* _Work to be completed_: Output all of the data below exactly as given.

* _Dataset_:

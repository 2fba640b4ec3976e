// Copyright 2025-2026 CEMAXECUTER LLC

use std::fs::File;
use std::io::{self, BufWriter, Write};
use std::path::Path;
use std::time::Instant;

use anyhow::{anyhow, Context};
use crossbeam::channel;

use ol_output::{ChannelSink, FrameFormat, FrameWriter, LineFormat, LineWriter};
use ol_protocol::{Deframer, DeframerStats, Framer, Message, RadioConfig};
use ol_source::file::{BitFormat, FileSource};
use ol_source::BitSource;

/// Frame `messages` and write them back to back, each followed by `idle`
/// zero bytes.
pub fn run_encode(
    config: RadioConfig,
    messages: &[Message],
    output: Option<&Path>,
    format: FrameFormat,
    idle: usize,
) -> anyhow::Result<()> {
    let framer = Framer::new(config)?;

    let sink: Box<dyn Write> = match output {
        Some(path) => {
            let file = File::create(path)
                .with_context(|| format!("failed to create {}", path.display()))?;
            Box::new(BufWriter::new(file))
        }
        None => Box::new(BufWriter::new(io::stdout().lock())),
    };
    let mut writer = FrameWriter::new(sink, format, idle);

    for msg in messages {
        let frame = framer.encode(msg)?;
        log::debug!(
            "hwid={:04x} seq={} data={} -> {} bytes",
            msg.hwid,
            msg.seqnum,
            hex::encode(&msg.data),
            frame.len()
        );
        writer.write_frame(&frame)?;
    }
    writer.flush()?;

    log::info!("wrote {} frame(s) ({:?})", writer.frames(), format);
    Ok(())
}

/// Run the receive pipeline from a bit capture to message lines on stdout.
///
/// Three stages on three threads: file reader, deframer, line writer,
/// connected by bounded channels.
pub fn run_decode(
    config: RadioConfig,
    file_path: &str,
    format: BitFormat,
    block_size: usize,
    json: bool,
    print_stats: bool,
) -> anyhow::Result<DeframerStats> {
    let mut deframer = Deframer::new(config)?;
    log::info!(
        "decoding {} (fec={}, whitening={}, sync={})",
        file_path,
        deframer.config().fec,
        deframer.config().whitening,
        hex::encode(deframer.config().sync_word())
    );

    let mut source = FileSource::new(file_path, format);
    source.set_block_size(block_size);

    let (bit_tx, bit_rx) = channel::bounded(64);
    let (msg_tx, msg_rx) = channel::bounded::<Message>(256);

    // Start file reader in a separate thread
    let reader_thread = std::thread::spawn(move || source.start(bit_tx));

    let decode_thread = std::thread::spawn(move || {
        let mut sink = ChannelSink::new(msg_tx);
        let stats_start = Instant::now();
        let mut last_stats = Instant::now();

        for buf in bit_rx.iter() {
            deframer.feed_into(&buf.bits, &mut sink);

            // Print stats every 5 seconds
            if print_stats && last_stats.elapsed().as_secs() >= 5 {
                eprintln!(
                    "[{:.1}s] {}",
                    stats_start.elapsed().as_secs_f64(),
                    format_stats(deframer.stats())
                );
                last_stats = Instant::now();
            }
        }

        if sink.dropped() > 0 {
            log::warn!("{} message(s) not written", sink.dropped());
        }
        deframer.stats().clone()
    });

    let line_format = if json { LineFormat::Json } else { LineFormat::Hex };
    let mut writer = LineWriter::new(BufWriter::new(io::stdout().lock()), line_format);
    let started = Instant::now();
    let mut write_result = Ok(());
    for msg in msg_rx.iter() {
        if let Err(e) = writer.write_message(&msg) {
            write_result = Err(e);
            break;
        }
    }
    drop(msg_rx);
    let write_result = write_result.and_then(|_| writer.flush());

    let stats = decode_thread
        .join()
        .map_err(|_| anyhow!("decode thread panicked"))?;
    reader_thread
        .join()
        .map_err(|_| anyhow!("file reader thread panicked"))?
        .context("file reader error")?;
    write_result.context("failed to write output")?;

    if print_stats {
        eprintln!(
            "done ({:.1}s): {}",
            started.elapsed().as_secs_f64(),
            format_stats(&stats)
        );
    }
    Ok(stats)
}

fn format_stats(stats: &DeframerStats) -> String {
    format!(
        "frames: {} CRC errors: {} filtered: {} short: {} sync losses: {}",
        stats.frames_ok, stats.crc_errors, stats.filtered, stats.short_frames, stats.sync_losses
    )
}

* _Solution for this exercise_:
repository 2fba640b4ec3976e
// Copyright 2025-2026 CEMAXECUTER LLC

use std::fs::File;
use std::io::{self, BufWriter, Write};
use std::path::Path;
use std::time::Instant;

use anyhow::{anyhow, Context};
use crossbeam::channel;

use ol_output::{ChannelSink, FrameFormat, FrameWriter, LineFormat, LineWriter};
use ol_protocol::{Deframer, DeframerStats, Framer, Message, RadioConfig};
use ol_source::file::{BitFormat, FileSource};
use ol_source::BitSource;

/// Frame `messages` and write them back to back, each followed by `idle`
/// zero bytes.
pub fn run_encode(
    config: RadioConfig,
    messages: &[Message],
    output: Option<&Path>,
    format: FrameFormat,
    idle: usize,
) -> anyhow::Result<()> {
    let framer = Framer::new(config)?;

    let sink: Box<dyn Write> = match output {
        Some(path) => {
            let file = File::create(path)
                .with_context(|| format!("failed to create {}", path.display()))?;
            Box::new(BufWriter::new(file))
        }
        None => Box::new(BufWriter::new(io::stdout().lock())),
    };
    let mut writer = FrameWriter::new(sink, format, idle);

    for msg in messages {
        let frame = framer.encode(msg)?;
        log::debug!(
            "hwid={:04x} seq={} data={} -> {} bytes",
            msg.hwid,
            msg.seqnum,
            hex::encode(&msg.data),
            frame.len()
        );
        writer.write_frame(&frame)?;
    }
    writer.flush()?;

    log::info!("wrote {} frame(s) ({:?})", writer.frames(), format);
    Ok(())
}

/// Run the receive pipeline from a bit capture to message lines on stdout.
///
/// Three stages on three threads: file reader, deframer, line writer,
/// connected by bounded channels.
pub fn run_decode(
    config: RadioConfig,
    file_path: &str,
    format: BitFormat,
    block_size: usize,
    json: bool,
    print_stats: bool,
) -> anyhow::Result<DeframerStats> {
    let mut deframer = Deframer::new(config)?;
    log::info!(
        "decoding {} (fec={}, whitening={}, sync={})",
        file_path,
        deframer.config().fec,
        deframer.config().whitening,
        hex::encode(deframer.config().sync_word())
    );

    let mut source = FileSource::new(file_path, format);
    source.set_block_size(block_size);

    let (bit_tx, bit_rx) = channel::bounded(64);
    let (msg_tx, msg_rx) = channel::bounded::<Message>(256);

    // Start file reader in a separate thread
    let reader_thread = std::thread::spawn(move || source.start(bit_tx));

    let decode_thread = std::thread::spawn(move || {
        let mut sink = ChannelSink::new(msg_tx);
        let stats_start = Instant::now();
        let mut last_stats = Instant::now();

        for buf in bit_rx.iter() {
            deframer.feed_into(&buf.bits, &mut sink);

            // Print stats every 5 seconds
            if print_stats && last_stats.elapsed().as_secs() >= 5 {
                eprintln!(
                    "[{:.1}s] {}",
                    stats_start.elapsed().as_secs_f64(),
                    format_stats(deframer.stats())
                );
                last_stats = Instant::now();
            }
        }

        if sink.dropped() > 0 {
            log::warn!("{} message(s) not written", sink.dropped());
        }
        deframer.stats().clone()
    });

    let line_format = if json { LineFormat::Json } else { LineFormat::Hex };
    let mut writer = LineWriter::new(BufWriter::new(io::stdout().lock()), line_format);
    let started = Instant::now();
    let mut write_result = Ok(());
    for msg in msg_rx.iter() {
        if let Err(e) = writer.write_message(&msg) {
            write_result = Err(e);
            break;
        }
    }
    drop(msg_rx);
    let write_result = write_result.and_then(|_| writer.flush());

    let stats = decode_thread
        .join()
        .map_err(|_| anyhow!("decode thread panicked"))?;
    reader_thread
        .join()
        .map_err(|_| anyhow!("file reader thread panicked"))?
        .context("file reader error")?;
    write_result.context("failed to write output")?;

    if print_stats {
        eprintln!(
            "done ({:.1}s): {}",
            started.elapsed().as_secs_f64(),
            format_stats(&stats)
        );
    }
    Ok(stats)
}

fn format_stats(stats: &DeframerStats) -> String {
    format!(
        "frames: {} CRC errors: {} filtered: {} short: {} sync losses: {}",
        stats.frames_ok, stats.crc_errors, stats.filtered, stats.short_frames, stats.sync_losses
    )
}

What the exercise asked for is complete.